▶ [About this exercise]
Would you output all the data exactly as it stands?

▶ [Data extracts]
/---

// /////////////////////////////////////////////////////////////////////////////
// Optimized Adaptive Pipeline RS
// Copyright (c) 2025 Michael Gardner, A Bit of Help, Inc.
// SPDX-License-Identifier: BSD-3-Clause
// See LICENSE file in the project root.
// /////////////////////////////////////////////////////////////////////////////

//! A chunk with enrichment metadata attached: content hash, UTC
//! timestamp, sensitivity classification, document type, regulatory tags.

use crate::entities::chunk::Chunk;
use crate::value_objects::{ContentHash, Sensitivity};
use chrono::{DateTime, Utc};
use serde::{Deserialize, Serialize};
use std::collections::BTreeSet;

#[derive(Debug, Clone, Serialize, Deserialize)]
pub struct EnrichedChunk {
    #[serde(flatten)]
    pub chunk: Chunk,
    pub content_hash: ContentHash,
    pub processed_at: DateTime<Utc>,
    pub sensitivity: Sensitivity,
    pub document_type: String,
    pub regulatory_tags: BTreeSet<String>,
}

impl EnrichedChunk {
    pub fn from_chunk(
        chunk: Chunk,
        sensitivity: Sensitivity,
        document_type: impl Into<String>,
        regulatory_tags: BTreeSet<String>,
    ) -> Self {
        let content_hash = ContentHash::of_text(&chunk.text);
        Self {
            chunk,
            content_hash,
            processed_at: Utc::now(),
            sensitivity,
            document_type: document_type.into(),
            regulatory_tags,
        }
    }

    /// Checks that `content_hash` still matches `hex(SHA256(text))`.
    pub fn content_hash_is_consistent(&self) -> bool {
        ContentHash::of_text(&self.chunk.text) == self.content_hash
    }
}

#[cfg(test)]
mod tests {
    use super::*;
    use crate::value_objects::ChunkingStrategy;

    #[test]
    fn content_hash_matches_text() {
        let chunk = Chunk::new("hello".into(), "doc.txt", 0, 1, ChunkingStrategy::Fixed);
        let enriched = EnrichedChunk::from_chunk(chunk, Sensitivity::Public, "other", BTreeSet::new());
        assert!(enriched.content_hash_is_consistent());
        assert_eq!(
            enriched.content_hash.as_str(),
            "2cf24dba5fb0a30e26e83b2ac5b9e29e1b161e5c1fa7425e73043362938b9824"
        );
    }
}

\---

▶ [Response below]
// /////////////////////////////////////////////////////////////////////////////
// Optimized Adaptive Pipeline RS
// Copyright (c) 2025 Michael Gardner, A Bit of Help, Inc.
// SPDX-License-Identifier: BSD-3-Clause
// See LICENSE file in the project root.
// /////////////////////////////////////////////////////////////////////////////

//! A chunk with enrichment metadata attached: content hash, UTC
//! timestamp, sensitivity classification, document type, regulatory tags.

use crate::entities::chunk::Chunk;
use crate::value_objects::{ContentHash, Sensitivity};
use chrono::{DateTime, Utc};
use serde::{Deserialize, Serialize};
use std::collections::BTreeSet;

#[derive(Debug, Clone, Serialize, Deserialize)]
pub struct EnrichedChunk {
    #[serde(flatten)]
    pub chunk: Chunk,
    pub content_hash: ContentHash,
    pub processed_at: DateTime<Utc>,
    pub sensitivity: Sensitivity,
    pub document_type: String,
    pub regulatory_tags: BTreeSet<String>,
}

impl EnrichedChunk {
    pub fn from_chunk(
        chunk: Chunk,
        sensitivity: Sensitivity,
        document_type: impl Into<String>,
        regulatory_tags: BTreeSet<String>,
    ) -> Self {
        let content_hash = ContentHash::of_text(&chunk.text);
        Self {
            chunk,
            content_hash,
            processed_at: Utc::now(),
            sensitivity,
            document_type: document_type.into(),
            regulatory_tags,
        }
    }

    /// Checks that `content_hash` still matches `hex(SHA256(text))`.
    pub fn content_hash_is_consistent(&self) -> bool {
        ContentHash::of_text(&self.chunk.text) == self.content_hash
    }
}

#[cfg(test)]
mod tests {
    use super::*;
    use crate::value_objects::ChunkingStrategy;

    #[test]
    fn content_hash_matches_text() {
        let chunk = Chunk::new("hello".into(), "doc.txt", 0, 1, ChunkingStrategy::Fixed);
        let enriched = EnrichedChunk::from_chunk(chunk, Sensitivity::Public, "other", BTreeSet::new());
        assert!(enriched.content_hash_is_consistent());
        assert_eq!(
            enriched.content_hash.as_str(),
            "2cf24dba5fb0a30e26e83b2ac5b9e29e1b161e5c1fa7425e73043362938b9824"
        );
    }
}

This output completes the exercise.